Exploiting Conformational Dynamics To Facilitate Formation and Trapping of Electron-Transfer Photoproducts in Metal Complexes

Abstract

Three new photoinduced electron donor-acceptor (D-A) systems are reported which juxtapose a Ru(II) excited-state donor with a bipyridinium acceptor via a conformationally active asymmetric aryl-substituted bipyridine ligand participating in the bridge between D and A. Across the series of complexes 1-3, steric bulk is sequentially added to tune the inter-ring dihedral angle theta between the bipyridine and the aryl substituent. Driving forces for photoinduced electron transfer (DeltaG(ET)) and back electron transfer (DeltaG(BET)) are reported based on electrochemical measurements of 1-3 as well as Franck-Condon analysis of emission spectra collected for three new donor model complexes 1'-3'. These preserve the substitution patterns on the aryl substituent in their respective D-A complexes but remove the bipyridinium acceptor. Both DeltaG(ET) and DeltaG(BET) are invariant to within 0.02 eV across the series. Upon visible photoexcitation of each of the D-A systems with approximately 100 fs laser pulses at 500 +/- 10 nm, an electron-transfer (ET) photoproduct is observed to form with a time constant of tau(ET) = 29 ps (1), 37 ps (2), and 57 ps (3). That ET remains relatively rapid throughout this series, even as steric bulk significantly increases the inter-ring dihedral angle theta, is attributed to the effects of ligand-based torsional dynamics driven by intraligand electron delocalization in the D*-A excited state manifold prior to ET. The lifetimes of the charge-separated states (tau(BET)) are also reported with tau(BET) = 98 ps (1), 217 ps (2), and 789 ps (3), representing a more than 8-fold increase across the series.
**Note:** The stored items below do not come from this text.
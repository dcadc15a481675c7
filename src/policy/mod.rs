//! Capability policy: what each mode may do, and which writes, patches and
//! commands are allowed.
//!
//! Loaded once at process start from YAML and shared as `Arc<Policy>`.
//! Everything here is a pure function of the loaded document.

pub mod pattern;

use std::collections::BTreeMap;
use std::path::Path;
use std::str::FromStr;
use std::time::Duration;

use regex::Regex;
use serde::{Deserialize, Serialize};
use tracing::info;

use crate::error::{ConfigError, PolicyError};
pub use pattern::GlobPattern;

/// A named capability tier.
#[derive(Debug, Clone, Copy, PartialEq, Eq, PartialOrd, Ord, Hash, Serialize, Deserialize)]
#[serde(rename_all = "snake_case")]
pub enum Mode {
    Advisor,
    Operator,
    Autopilot,
    Sovereign,
}

impl Mode {
    pub fn as_str(&self) -> &'static str {
        match self {
            Self::Advisor => "advisor",
            Self::Operator => "operator",
            Self::Autopilot => "autopilot",
            Self::Sovereign => "sovereign",
        }
    }
}

impl std::fmt::Display for Mode {
    fn fmt(&self, f: &mut std::fmt::Formatter<'_>) -> std::fmt::Result {
        f.write_str(self.as_str())
    }
}

impl FromStr for Mode {
    type Err = PolicyError;

    fn from_str(s: &str) -> Result<Self, Self::Err> {
        match s {
            "advisor" => Ok(Self::Advisor),
            "operator" => Ok(Self::Operator),
            "autopilot" => Ok(Self::Autopilot),
            "sovereign" => Ok(Self::Sovereign),
            other => Err(PolicyError::UnknownMode(other.to_string())),
        }
    }
}

/// Privileged actions a mode is allowed to perform.
#[derive(Debug, Clone, Copy, PartialEq, Eq, Serialize, Deserialize)]
#[serde(deny_unknown_fields)]
pub struct ModeCapabilities {
    pub can_write_repo: bool,
    pub can_open_pr: bool,
    pub can_merge: bool,
    pub can_deploy: bool,
}

/// Which downstream release steps a run would be permitted to take.
#[derive(Debug, Clone, Copy, PartialEq, Eq, Serialize)]
pub struct ReleaseGates {
    pub open_pr: bool,
    pub merge: bool,
    pub deploy: bool,
}

// ── YAML document ───────────────────────────────────────────────────────

#[derive(Debug, Default, Deserialize)]
#[serde(default)]
struct PolicyDocument {
    modes: BTreeMap<Mode, ModeCapabilities>,
    repo: RepoSection,
    guards: GuardsSection,
    sandbox: SandboxSection,
    quality: QualitySection,
}

#[derive(Debug, Deserialize)]
#[serde(default)]
struct RepoSection {
    allow_write_globs: Vec<String>,
    deny_write_globs: Vec<String>,
}

impl Default for RepoSection {
    fn default() -> Self {
        Self {
            allow_write_globs: vec!["**/*".to_string()],
            deny_write_globs: Vec::new(),
        }
    }
}

#[derive(Debug, Default, Deserialize)]
#[serde(default)]
struct GuardsSection {
    forbidden_regex: Vec<String>,
}

#[derive(Debug, Deserialize)]
#[serde(default)]
struct SandboxSection {
    allow_commands: Vec<String>,
    step_timeout_seconds: u64,
}

impl Default for SandboxSection {
    fn default() -> Self {
        Self {
            allow_commands: Vec::new(),
            step_timeout_seconds: 900,
        }
    }
}

#[derive(Debug, Deserialize)]
#[serde(default)]
struct QualitySection {
    min_confidence_for_merge: f64,
    min_confidence_for_deploy: f64,
}

impl Default for QualitySection {
    fn default() -> Self {
        Self {
            min_confidence_for_merge: 0.78,
            min_confidence_for_deploy: 0.82,
        }
    }
}

// ── Policy ──────────────────────────────────────────────────────────────

/// Loaded capability policy.
#[derive(Debug, Clone)]
pub struct Policy {
    modes: BTreeMap<Mode, ModeCapabilities>,
    allow_write: Vec<GlobPattern>,
    deny_write: Vec<GlobPattern>,
    forbidden: Vec<Regex>,
    allow_commands: Vec<String>,
    step_timeout: Duration,
    min_confidence_for_merge: f64,
    min_confidence_for_deploy: f64,
}

impl Policy {
    /// Load a policy from a YAML file.
    pub fn load(path: impl AsRef<Path>) -> Result<Self, ConfigError> {
        let path = path.as_ref();
        let raw = std::fs::read_to_string(path).map_err(|source| ConfigError::Io {
            path: path.to_path_buf(),
            source,
        })?;
        let policy = Self::parse(&raw, &path.display().to_string())?;
        info!(
            path = %path.display(),
            modes = policy.modes.len(),
            "Policy loaded"
        );
        Ok(policy)
    }

    /// Parse a policy from YAML text.
    pub fn from_yaml_str(raw: &str) -> Result<Self, ConfigError> {
        Self::parse(raw, "<inline policy>")
    }

    fn parse(raw: &str, origin: &str) -> Result<Self, ConfigError> {
        // An empty document is a valid, empty policy.
        let doc: PolicyDocument = if raw.trim().is_empty() {
            PolicyDocument::default()
        } else {
            serde_yml::from_str(raw).map_err(|e| ConfigError::ParseError {
                path: origin.to_string(),
                message: e.to_string(),
            })?
        };

        let compile_globs = |key: &str, globs: &[String]| {
            globs
                .iter()
                .map(|g| {
                    GlobPattern::new(g).map_err(|e| ConfigError::InvalidValue {
                        key: key.to_string(),
                        message: format!("{g}: {e}"),
                    })
                })
                .collect::<Result<Vec<_>, _>>()
        };

        let allow_write = compile_globs("repo.allow_write_globs", &doc.repo.allow_write_globs)?;
        let deny_write = compile_globs("repo.deny_write_globs", &doc.repo.deny_write_globs)?;

        let forbidden = doc
            .guards
            .forbidden_regex
            .iter()
            .map(|p| {
                Regex::new(p).map_err(|e| ConfigError::InvalidValue {
                    key: "guards.forbidden_regex".to_string(),
                    message: format!("{p}: {e}"),
                })
            })
            .collect::<Result<Vec<_>, _>>()?;

        Ok(Self {
            modes: doc.modes,
            allow_write,
            deny_write,
            forbidden,
            allow_commands: doc.sandbox.allow_commands,
            step_timeout: Duration::from_secs(doc.sandbox.step_timeout_seconds),
            min_confidence_for_merge: doc.quality.min_confidence_for_merge,
            min_confidence_for_deploy: doc.quality.min_confidence_for_deploy,
        })
    }

    /// Capabilities for a mode name.
    pub fn capabilities_for(&self, mode: &str) -> Result<ModeCapabilities, PolicyError> {
        let parsed: Mode = mode.parse()?;
        self.modes
            .get(&parsed)
            .copied()
            .ok_or_else(|| PolicyError::UnknownMode(mode.to_string()))
    }

    /// Whether a repository-relative path may be written. Deny patterns win.
    pub fn is_path_writable(&self, relative_path: &str) -> bool {
        if self.deny_write.iter().any(|p| p.matches(relative_path)) {
            return false;
        }
        self.allow_write.iter().any(|p| p.matches(relative_path))
    }

    /// Check patch text against the forbidden-content guards.
    pub fn is_patch_allowed(&self, patch_text: &str) -> (bool, String) {
        for rx in &self.forbidden {
            if rx.is_match(patch_text) {
                return (false, format!("Forbidden pattern matched: {}", rx.as_str()));
            }
        }
        (true, "ok".to_string())
    }

    /// Exact-string allow-list check for sandbox commands.
    pub fn is_command_allowed(&self, command: &str) -> bool {
        self.allow_commands.iter().any(|c| c == command)
    }

    /// Timeout applied to every command the worker runs.
    pub fn step_timeout(&self) -> Duration {
        self.step_timeout
    }

    pub fn min_confidence_for_merge(&self) -> f64 {
        self.min_confidence_for_merge
    }

    pub fn min_confidence_for_deploy(&self) -> f64 {
        self.min_confidence_for_deploy
    }

    /// Combine mode capabilities with the confidence thresholds.
    pub fn release_gates(&self, caps: &ModeCapabilities, confidence: f64) -> ReleaseGates {
        ReleaseGates {
            open_pr: caps.can_open_pr,
            merge: caps.can_merge && confidence >= self.min_confidence_for_merge,
            deploy: caps.can_deploy && confidence >= self.min_confidence_for_deploy,
        }
    }
}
This is attributed to reverse conformational dynamics in D(+)-A(-) driven by steric repulsions, which serves to minimize electronic coupling to the ground state. Steric control of ligand geometry and the range over which theta changes during conformational dynamics provides a new strategy to facilitate the formation and storage of charge-separated excited states.